As vital as it is to listen to your partner without casting any judgement or shame, it’s equally important to do it at the right time. 

‘Make sure the timing is good and you aren’t trying to get someone to open up during a moment of high conflict or stress,’ Julia says. 

Be validating

It’s important not to invalidate your partner’s communication style or their feelings, even if they are different to your own.

‘Avoid pressuring them or blaming them and let them know you understand,’ says Dr Elena.

‘They may need some time if they are feeling dissociated or numb and “out of body”. 

‘Tell them you’re there for them whenever they are ready to speak, but also let them know how important it is for your connection that you’re able to share these kinds of things with each other.’

Give it room

Just as you can’t control how someone reacts, you also can’t control when they will be ready to open up.

‘When someone may need more time to open up than you, it’s important that we give them room to do that,’ says Julia.

Rushing can create pressure, which can then lead your partner to retreat further into their shell. 

‘It’s good to create room for the conversation, too,’ says Julia. ‘Turn off devices and distractions and give the person your full attention.’

She adds: ‘This can be hard with modern life around work, kids, and the endless stream of information, so really try to carve out an interruption-free moment for this to happen.’

Take care of your own

‘It can be difficult to take ownership of our own feelings especially when we sense someone is being withholding and we want them to open up to us,’ says Julia.

‘Even with great intentions we can create an environment where we bulldoze the conversation, don’t really listen, only hear what we like, or react with shaming or judgemental language and behaviour.’

Indeed, none of this is conducive to encouraging your partner to open up to you and it’s important to take ownership of working on your own emotional communication, says Julia. 

‘Recognising our own triggers and expectations can really help,’ she adds.

It’s also important to prepare yourself for any emotionally exhausting or challenging conversations. 

Julia says: ‘Make sure you engage in good self-care and give yourself breaks and time to recoup your energy. 

‘It is also vital to protect yourself so if someone has responded aggressively or abusively you need to hold your boundaries and keep yourself safe.’

Try therapy

If it’s within your means, therapy can be a great tool to work through communication problems within relationships as well as unhealthy coping mechanisms as an individual.

‘It can take a while to unravel where this coping mechanism stemmed from,’ says Dr Elena. 

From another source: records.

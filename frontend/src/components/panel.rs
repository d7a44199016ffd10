//! The floating panel: header with title and navigation, weekday row and
//! the fixed pool of day buttons.

use monthpicker_core::constants::{
    BASE_DAY_CLASS, BASE_PICKER_CLASS, DAYS_LENGTH, DAY_NAMES, PICKER_DAYS_WRAPPER_CLASS,
    PICKER_DISABLED_CLASS, PICKER_HEADER_CLASS, PICKER_NAV_BTN_NEXT_CLASS,
    PICKER_NAV_BTN_PREV_CLASS, PICKER_NAV_BTN_WRAPPER_CLASS, PICKER_TITLE_CLASS,
    PICKER_WEEKDAYS_CLASS, PICKER_WEEKDAY_CLASS,
};
use monthpicker_core::Theme;
use web_sys::{Document, HtmlButtonElement, HtmlElement};

use super::icons::{create_caret, CaretDirection};
use super::{create, set_attributes, JsResultExt};

pub struct PanelNodes {
    pub panel: HtmlElement,
    pub title: HtmlElement,
    pub prev: HtmlButtonElement,
    pub next: HtmlButtonElement,
    pub days: HtmlElement,
    pub cells: Vec<HtmlButtonElement>,
}

fn nav_button(document: &Document, title: &str, class: &str, direction: CaretDirection) -> anyhow::Result<HtmlButtonElement> {
    let button: HtmlButtonElement = create(document, "button")?;
    button.set_type("button");
    button.class_list().add_1(class).js_context("nav class")?;
    set_attributes(&button, &[("aria-label", title), ("data-navtitle", title)])?;
    button
        .append_child(&create_caret(document, direction)?.into())
        .js_context("nav caret")?;
    Ok(button)
}

/// Build a hidden panel with `id` so the anchor can point at it.
pub fn render_panel(document: &Document, theme: Theme, id: &str) -> anyhow::Result<PanelNodes> {
    let panel: HtmlElement = create(document, "div")?;
    panel.set_id(id);
    panel
        .class_list()
        .add_3(BASE_PICKER_CLASS, theme.css_class(), PICKER_DISABLED_CLASS)
        .js_context("panel classes")?;
    panel.set_tab_index(-1);
    set_attributes(
        &panel,
        &[("data-picker-open", "false"), ("role", "dialog"), ("aria-label", "Month Picker")],
    )?;

    let header: HtmlElement = create(document, "div")?;
    header.class_list().add_1(PICKER_HEADER_CLASS).js_context("header class")?;

    let title: HtmlElement = create(document, "div")?;
    title.class_list().add_1(PICKER_TITLE_CLASS).js_context("title class")?;
    set_attributes(&title, &[("aria-live", "polite")])?;

    let nav: HtmlElement = create(document, "div")?;
    nav.class_list().add_1(PICKER_NAV_BTN_WRAPPER_CLASS).js_context("nav class")?;
    let prev = nav_button(document, "Previous Month", PICKER_NAV_BTN_PREV_CLASS, CaretDirection::Prev)?;
    let next = nav_button(document, "Next Month", PICKER_NAV_BTN_NEXT_CLASS, CaretDirection::Next)?;
    nav.append_with_node_2(&prev, &next).js_context("nav append")?;
    header.append_with_node_2(&title, &nav).js_context("header append")?;

    let weekdays: HtmlElement = create(document, "div")?;
    weekdays.class_list().add_1(PICKER_WEEKDAYS_CLASS).js_context("weekdays class")?;
    for name in DAY_NAMES {
        let weekday: HtmlElement = create(document, "span")?;
        weekday.class_list().add_1(PICKER_WEEKDAY_CLASS).js_context("weekday class")?;
        weekday.set_text_content(name.get(..1));
        let full_name = format!("{name}day");
        set_attributes(&weekday, &[("data-weekday", full_name.as_str())])?;
        weekdays.append_child(&weekday).js_context("weekday append")?;
    }

    let days: HtmlElement = create(document, "div")?;
    days.class_list().add_1(PICKER_DAYS_WRAPPER_CLASS).js_context("days class")?;

    let mut cells = Vec::with_capacity(DAYS_LENGTH);
    for _ in 0..DAYS_LENGTH {
        let cell: HtmlButtonElement = create(document, "button")?;
        cell.set_type("button");
        cell.set_class_name(BASE_DAY_CLASS);
        set_attributes(&cell, &[("aria-label", "day")])?;
        days.append_child(&cell).js_context("day append")?;
        cells.push(cell);
    }

    panel
        .append_with_node_3(&header, &weekdays, &days)
        .js_context("panel append")?;

    Ok(PanelNodes {
        panel,
        title,
        prev,
        next,
        days,
        cells,
    })
}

‘And if someone has spent a lifetime bottling up their emotions, it can help to do this alongside the support of a therapist.’

Recognise our differences

Finally, the obvious problem is that people have very different ways of communicating and dealing with things, but recognising that is a big part of the solution, and so is adhering to those differences. 

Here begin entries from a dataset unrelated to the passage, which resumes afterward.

//! Throttling and debouncing for high frequency events.
//!
//! Both are driven by the caller's clock so they stay deterministic in
//! tests; neither owns a timer.

/// Leading edge throttle: the first call in a window fires, the rest of
/// the window is dropped.
#[derive(Debug, Clone)]
pub struct Throttle {
    interval_ms: f64,
    window_start: Option<f64>,
}

impl Throttle {
    pub fn new(interval_ms: u32) -> Self {
        Self {
            interval_ms: f64::from(interval_ms),
            window_start: None,
        }
    }

    /// Claim the window if it is open.
    pub fn try_fire(&mut self, now_ms: f64) -> bool {
        let open = match self.window_start {
            Some(start) => now_ms - start >= self.interval_ms,
            None => true,
        };
        if open {
            self.window_start = Some(now_ms);
        }
        open
    }

    pub fn reset(&mut self) {
        self.window_start = None;
    }
}

/// Trailing edge debounce by ticket.
///
/// Each request supersedes the previous one; whoever schedules the quiet
/// interval hands the ticket back to [`Debounce::settle`] when it elapses
/// and only the newest ticket wins.
#[derive(Debug, Clone, Default)]
pub struct Debounce {
    generation: u64,
    pending: bool,
}

impl Debounce {
    pub fn new() -> Self {
        Self::default()
    }

    pub fn request(&mut self) -> u64 {
        self.generation += 1;
        self.pending = true;
        self.generation
    }

    /// True exactly once, for the newest outstanding ticket.
    pub fn settle(&mut self, ticket: u64) -> bool {
        if self.pending && ticket == self.generation {
            self.pending = false;
            true
        } else {
            false
        }
    }

    pub fn cancel(&mut self) {
        self.pending = false;
    }
}
//! Inline SVG glyphs for the anchor and the navigation buttons.

use web_sys::{Document, Element};

use super::{set_attributes, JsResultExt};

const SVG_NS: &str = "http://www.w3.org/2000/svg";

const PREV_CARET_PATH: &str = "M15.41 7.41L14 6l-6 6 6 6 1.41-1.41L10.83 12z";
const NEXT_CARET_PATH: &str = "M8.59 16.59L10 18l6-6-6-6L8.59 7.41 13.17 12z";

#[derive(Debug, Clone, Copy, PartialEq, Eq)]
pub enum CaretDirection {
    Prev,
    Next,
}

fn svg_node(document: &Document, tag: &str, attributes: &[(&str, &str)]) -> anyhow::Result<Element> {
    let node = document
        .create_element_ns(Some(SVG_NS), tag)
        .js_context("createElementNS")?;
    set_attributes(&node, attributes)?;
    Ok(node)
}

/// Chevron pointing towards `direction`.
pub fn create_caret(document: &Document, direction: CaretDirection) -> anyhow::Result<Element> {
    let path = match direction {
        CaretDirection::Prev => PREV_CARET_PATH,
        CaretDirection::Next => NEXT_CARET_PATH,
    };

    let caret = svg_node(document, "svg", &[("xmlns", SVG_NS), ("viewBox", "0 0 24 24")])?;
    caret
        .append_with_node_2(
            &svg_node(document, "path", &[("d", "M0 0h24v24H0z"), ("fill", "none")])?.into(),
            &svg_node(document, "path", &[("d", path)])?.into(),
        )
        .js_context("caret append")?;
    Ok(caret)
}

/// Calendar glyph shown inside the anchor wrapper.
pub fn create_calendar_svg(document: &Document) -> anyhow::Result<Element> {
    let svg = svg_node(
        document,
        "svg",
        &[
            ("height", "16px"),
            ("width", "16px"),
            ("shape-rendering", "geometricPrecision"),
            ("fill", "none"),
            ("stroke", "currentColor"),
            ("stroke-linecap", "round"),
            ("stroke-linejoin", "round"),
            ("stroke-width", "1"),
            ("viewBox", "0 0 24 24"),
        ],
    )?;

    let frame = svg_node(
        document,
        "rect",
        &[("x", "3"), ("y", "4"), ("width", "18"), ("height", "18"), ("rx", "2"), ("ry", "2")],
    )?;
    svg.append_with_node_4(
        &frame,
        &svg_node(document, "path", &[("d", "M16 2v4")])?.into(),
        &svg_node(document, "path", &[("d", "M8 2v4")])?.into(),
        &svg_node(document, "path", &[("d", "M3 10h18")])?.into(),
    )
    .js_context("calendar append")?;
    Ok(svg)
}
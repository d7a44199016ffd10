pub mod icons;
pub mod input;
pub mod month_picker_field;
pub mod panel;

use anyhow::anyhow;
use wasm_bindgen::{JsCast, JsValue};
use web_sys::{Document, Element};

/// Attach a readable context to a failed web-sys call.
pub(crate) trait JsResultExt<T> {
    fn js_context(self, what: &str) -> anyhow::Result<T>;
}

impl<T> JsResultExt<T> for Result<T, JsValue> {
    fn js_context(self, what: &str) -> anyhow::Result<T> {
        self.map_err(|value| anyhow!("{what} failed: {value:?}"))
    }
}

/// Create `<tag>` and cast it to the element type the caller expects.
pub(crate) fn create<T: JsCast>(document: &Document, tag: &str) -> anyhow::Result<T> {
    document
        .create_element(tag)
        .js_context("createElement")?
        .dyn_into::<T>()
        .map_err(|_| anyhow!("<{tag}> is not the expected element type"))
}

pub(crate) fn set_attributes(element: &Element, attributes: &[(&str, &str)]) -> anyhow::Result<()> {
    for (name, value) in attributes {
        element.set_attribute(name, value).js_context(name)?;
    }
    Ok(())
}
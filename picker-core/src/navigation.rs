//! Navigation and selection state.
//!
//! [`PickerState`] is a small immutable value: every transition returns a
//! new state, so the rendered month and the selected day can never alias.

use chrono::{Datelike, Months, NaiveDate};

use crate::constants::PICKER_SLIDE_PREFIX;
use crate::date_utils::{clamp_day_to_month, is_date_valid};

/// Direction the grid slides after a navigation.
#[derive(Debug, Clone, Copy, PartialEq, Eq)]
pub enum SlideDirection {
    /// Content moves left: a later month came in
    Left,
    /// Content moves right: an earlier month came in
    Right,
    None,
}

impl SlideDirection {
    /// Transient class for the header and grid, `None` for no animation.
    pub fn css_class(self) -> Option<String> {
        match self {
            SlideDirection::Left => Some(format!("{PICKER_SLIDE_PREFIX}left")),
            SlideDirection::Right => Some(format!("{PICKER_SLIDE_PREFIX}right")),
            SlideDirection::None => None,
        }
    }
}

/// Rendered month plus the user's chosen day.
///
/// `cursor` is always the 1st of the rendered month. `selected_day` is kept
/// unclamped so that walking Jan 31 -> Feb -> Mar lands on Mar 31 again;
/// [`PickerState::selected_date`] applies the clamp.
#[derive(Debug, Clone, Copy, PartialEq, Eq)]
pub struct PickerState {
    cursor: NaiveDate,
    selected_day: u32,
}

/// Outcome of clicking a date.
#[derive(Debug, Clone, Copy, PartialEq, Eq)]
pub enum Transition {
    /// The clicked date is in another month: re-render with a slide
    Navigate { state: PickerState, slide: SlideDirection },
    /// Same month: only the selected marker moves
    InPlace { state: PickerState },
}

impl Transition {
    pub fn state(&self) -> PickerState {
        match self {
            Transition::Navigate { state, .. } | Transition::InPlace { state } => *state,
        }
    }
}

impl PickerState {
    pub fn new(date: NaiveDate) -> Self {
        Self {
            cursor: date.with_day(1).unwrap_or(date),
            selected_day: date.day(),
        }
    }

    pub fn cursor(&self) -> NaiveDate {
        self.cursor
    }

    /// Day of month as chosen, before clamping to the cursor's month.
    pub fn selected_day(&self) -> u32 {
        self.selected_day
    }

    /// The selected date, always inside the cursor's month.
    pub fn selected_date(&self) -> NaiveDate {
        let day = clamp_day_to_month(self.selected_day, self.cursor.month(), self.cursor.year());
        self.cursor.with_day(day).unwrap_or(self.cursor)
    }

    /// Step back one month; the selected day follows unchanged. At the
    /// first supported month the state comes back as is.
    pub fn prev_month(&self) -> Self {
        self.moved_to(self.cursor.checked_sub_months(Months::new(1)))
    }

    /// Step forward one month; the selected day follows unchanged. At the
    /// last supported month the state comes back as is.
    pub fn next_month(&self) -> Self {
        self.moved_to(self.cursor.checked_add_months(Months::new(1)))
    }

    fn moved_to(&self, cursor: Option<NaiveDate>) -> Self {
        match cursor {
            Some(cursor) if is_date_valid(&cursor) => Self { cursor, ..*self },
            _ => *self,
        }
    }

    /// Resolve a click on `clicked`.
    ///
    /// Year is compared before month, so a click on a cell from another year
    /// always navigates even when the month numbers happen to match. The
    /// comparison never looks at the day.
    pub fn select(&self, clicked: NaiveDate) -> Transition {
        let chosen = Self {
            selected_day: clicked.day(),
            ..*self
        };

        let current = (self.cursor.year(), self.cursor.month());
        let target = (clicked.year(), clicked.month());

        if target.0 != current.0 {
            return if target.0 > current.0 {
                chosen.navigate_forward()
            } else {
                chosen.navigate_back()
            };
        }

        if target.1 > current.1 {
            chosen.navigate_forward()
        } else if target.1 < current.1 {
            chosen.navigate_back()
        } else {
            Transition::InPlace { state: chosen }
        }
    }

    fn navigate_forward(&self) -> Transition {
        Transition::Navigate {
            state: self.next_month(),
            slide: SlideDirection::Left,
        }
    }

    fn navigate_back(&self) -> Transition {
        Transition::Navigate {
            state: self.prev_month(),
            slide: SlideDirection::Right,
        }
    }
}
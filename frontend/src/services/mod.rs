pub mod date_bridge;
pub mod logging;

Julia explains: ‘We all have our own patterns of communication, triggers, defences, and learned responses to emotions.

‘One of the most important things you can do when it comes to genuine intimacy is to learn your partner’s. 

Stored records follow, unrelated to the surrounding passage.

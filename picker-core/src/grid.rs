//! Grid engine: the 42 day window for a month and its reconciliation
//! against a fixed pool of day cells.

use chrono::{Datelike, Days, NaiveDate};

use crate::constants::{
    DAYS_LENGTH, DISABLED_DAY_CLASS, NEXT_MONTH_CLASS, PREV_MONTH_CLASS, SELECTED_CLASS,
};
use crate::date_utils::{clamp_day_to_month, date_key, is_date_valid, DateKey};

/// Classification of one day cell relative to the rendered month.
#[derive(Debug, Clone, Copy, PartialEq, Eq, Default)]
pub enum CellClass {
    /// Day of the rendered month, not selected
    #[default]
    Plain,
    Selected,
    PrevMonth,
    NextMonth,
    /// Blank placeholder for out-of-month days when only the current month is shown
    Disabled,
}

impl CellClass {
    /// Extra class on top of the base day class, if any.
    pub fn css_class(self) -> Option<&'static str> {
        match self {
            CellClass::Plain => None,
            CellClass::Selected => Some(SELECTED_CLASS),
            CellClass::PrevMonth => Some(PREV_MONTH_CLASS),
            CellClass::NextMonth => Some(NEXT_MONTH_CLASS),
            CellClass::Disabled => Some(DISABLED_DAY_CLASS),
        }
    }

    pub fn is_interactive(self) -> bool {
        self != CellClass::Disabled
    }
}

/// One reusable cell of the grid.
///
/// The pool is created once per panel and only ever updated through this
/// trait; implementors remember the key they were last assigned.
pub trait DayCell {
    /// Key last written by [`DayCell::assign`], `None` for a fresh cell.
    fn date_key(&self) -> Option<DateKey>;

    fn class(&self) -> CellClass;

    /// Overwrite the cell's date and reset its classification.
    fn assign(&mut self, key: DateKey, class: CellClass);

    /// Toggle the selected marker without touching the date.
    fn set_selected(&mut self, selected: bool);
}

/// The 42 consecutive dates shown for `cursor`'s month, starting on the
/// Sunday on or before the 1st.
///
/// Empty if the window would leave the representable date range.
pub fn compute_grid_window(cursor: NaiveDate) -> Vec<NaiveDate> {
    let Some(first) = cursor.with_day(1) else {
        return Vec::new();
    };
    let lead = u64::from(first.weekday().num_days_from_sunday());
    let Some(start) = first.checked_sub_days(Days::new(lead)) else {
        return Vec::new();
    };

    let window: Vec<NaiveDate> = start.iter_days().take(DAYS_LENGTH).collect();
    if window.len() == DAYS_LENGTH {
        window
    } else {
        Vec::new()
    }
}

/// Classify `date` for a grid rendering `cursor`'s month.
///
/// Dates outside the supported year range are always disabled. Otherwise
/// checked in order selected, previous, next: selection only ever applies
/// inside the cursor's own month so the outcomes cannot overlap.
pub fn classify(
    date: NaiveDate,
    cursor: NaiveDate,
    selected_day: u32,
    only_show_current_month: bool,
) -> CellClass {
    let cell_month = (date.year(), date.month());
    let cursor_month = (cursor.year(), cursor.month());
    let selected_day = clamp_day_to_month(selected_day, cursor.month(), cursor.year());

    if !is_date_valid(&date) {
        CellClass::Disabled
    } else if cell_month == cursor_month && date.day() == selected_day {
        CellClass::Selected
    } else if cell_month < cursor_month {
        if only_show_current_month { CellClass::Disabled } else { CellClass::PrevMonth }
    } else if cell_month > cursor_month {
        if only_show_current_month { CellClass::Disabled } else { CellClass::NextMonth }
    } else {
        CellClass::Plain
    }
}

/// Bring `cells` in line with `window`, touching only cells whose date
/// changed. Returns how many cells were rewritten.
pub fn reconcile<C: DayCell>(
    cells: &mut [C],
    window: &[NaiveDate],
    cursor: NaiveDate,
    selected_day: u32,
    only_show_current_month: bool,
) -> usize {
    let mut updated = 0;

    for (cell, date) in cells.iter_mut().zip(window) {
        let key = date_key(date);
        if cell.date_key() == Some(key) {
            continue;
        }

        cell.assign(key, classify(*date, cursor, selected_day, only_show_current_month));
        updated += 1;
    }

    updated
}
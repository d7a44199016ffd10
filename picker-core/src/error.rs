use thiserror::Error;

use crate::options::DateFormat;

/// Everything that can go wrong while building or configuring a picker.
///
/// Construction returns these directly. Once a picker exists they are only
/// ever logged as warnings by the rejecting setter.
#[derive(Debug, Clone, PartialEq, Error)]
pub enum PickerError {
    #[error("Invalid theme \"{0}\". Please input \"dark\" or \"light\".")]
    InvalidTheme(String),

    #[error("Invalid format \"{0}\".\n\nAccepted formats:\n{}", DateFormat::accepted_list())]
    InvalidFormat(String),

    #[error("Invalid date \"{0}\".")]
    InvalidDate(String),

    #[error("Invalid value for {name}: {reason}")]
    InvalidOption { name: &'static str, reason: String },

    #[error("Root container is either not in the DOM or is not a valid element.")]
    RootNotConnected,

    #[error("Month picker is not initialized.")]
    NotMounted,

    #[error("DOM operation failed: {0}")]
    Dom(String),
}

/// Logs a rejected call the way every setter reports misuse.
pub fn warn_rejected(method: &str, input: &dyn std::fmt::Display, error: &PickerError) {
    tracing::warn!(target: "monthpicker", method, input = %input, "@MonthPicker: @{method}: {error}");
}
//! Floating panel placement.
//!
//! The caller measures; this module only does arithmetic, so every edge
//! case can be exercised without a browser.

use std::fmt;

/// Measurements of the anchor wrapper.
///
/// `bounds_*` are viewport relative (`getBoundingClientRect`), `offset_*`
/// are layout offsets relative to the offset parent.
#[derive(Debug, Clone, Copy, PartialEq, Default)]
pub struct AnchorGeometry {
    pub bounds_top: f64,
    pub bounds_bottom: f64,
    pub bounds_left: f64,
    pub offset_top: f64,
    pub offset_height: f64,
    pub offset_width: f64,
}

#[derive(Debug, Clone, Copy, PartialEq, Default)]
pub struct Viewport {
    pub inner_width: f64,
    pub inner_height: f64,
    pub scroll_x: f64,
    pub scroll_y: f64,
}

#[derive(Debug, Clone, Copy, PartialEq)]
pub struct PanelSize {
    pub width: f64,
    pub height: f64,
}

/// Resolved top/left for the panel, in pixels.
#[derive(Debug, Clone, Copy, PartialEq, Default)]
pub struct PanelPosition {
    pub top: f64,
    pub left: f64,
}

impl PanelPosition {
    /// CSS values, e.g. `("12.5px", "40px")`.
    pub fn css(&self) -> (String, String) {
        (px(self.top), px(self.left))
    }
}

impl fmt::Display for PanelPosition {
    fn fmt(&self, f: &mut fmt::Formatter<'_>) -> fmt::Result {
        let (top, left) = self.css();
        write!(f, "top: {top}; left: {left}")
    }
}

fn round2(value: f64) -> f64 {
    (value * 100.0).round() / 100.0
}

fn px(value: f64) -> String {
    format!("{}px", round2(value))
}

/// Compute where the panel goes.
///
/// Vertically the panel prefers the side of the anchor with more room and
/// is then pulled back inside the visible scroll region; a panel taller
/// than the viewport is pinned to the top of it. Horizontally it starts at
/// the anchor's left edge (or centred on the anchor when `center_align`),
/// then is kept off the right edge and never left of zero.
pub fn compute_position(
    anchor: &AnchorGeometry,
    viewport: &Viewport,
    panel: PanelSize,
    padding: f64,
    center_align: bool,
) -> PanelPosition {
    let space_below = viewport.inner_height - anchor.bounds_bottom;
    let space_above = anchor.bounds_top;

    let mut top = if space_below > space_above {
        anchor.offset_top + anchor.offset_height + padding
    } else {
        anchor.offset_top - panel.height - padding
    };

    // Above the visible region
    if viewport.scroll_y >= top {
        top = viewport.scroll_y + padding;
    }

    // Below the visible region
    let visible_bottom = viewport.inner_height + viewport.scroll_y;
    if top + panel.height > visible_bottom {
        let overflow = top + panel.height - visible_bottom;
        top -= overflow + anchor.offset_height;
    }

    if panel.height - padding * 2.0 >= viewport.inner_height {
        top = viewport.scroll_y + padding;
    }

    let mut left = anchor.bounds_left + viewport.scroll_x - padding;

    if left + panel.width > viewport.inner_width {
        left = viewport.inner_width - (panel.width + padding);
    }

    if center_align && panel.width != anchor.offset_width {
        let anchor_mid = anchor.bounds_left + viewport.scroll_x + anchor.offset_width / 2.0;
        left = anchor_mid - panel.width / 2.0;
    }

    if left < 0.0 {
        left = padding;
    }

    if left + panel.width >= viewport.inner_width {
        left -= round2((panel.width - anchor.offset_width) / 2.0);
    }

    PanelPosition {
        top: round2(top),
        left: round2(left),
    }
}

‘If they withdraw to raised voices, try and keep your tone softer. If they are putting out a bid to communicate, try and meet them where they are. 

‘Do they need questions to get them engaged? Do they prefer to speak in a longer “monologue” style before wanting a response? 

‘Ask them what they personally need and respond well to. 

‘It sounds simple, but it can take a lot of work and care so don’t worry if it’s not perfect all the time. Each conversation of this type will get easier.’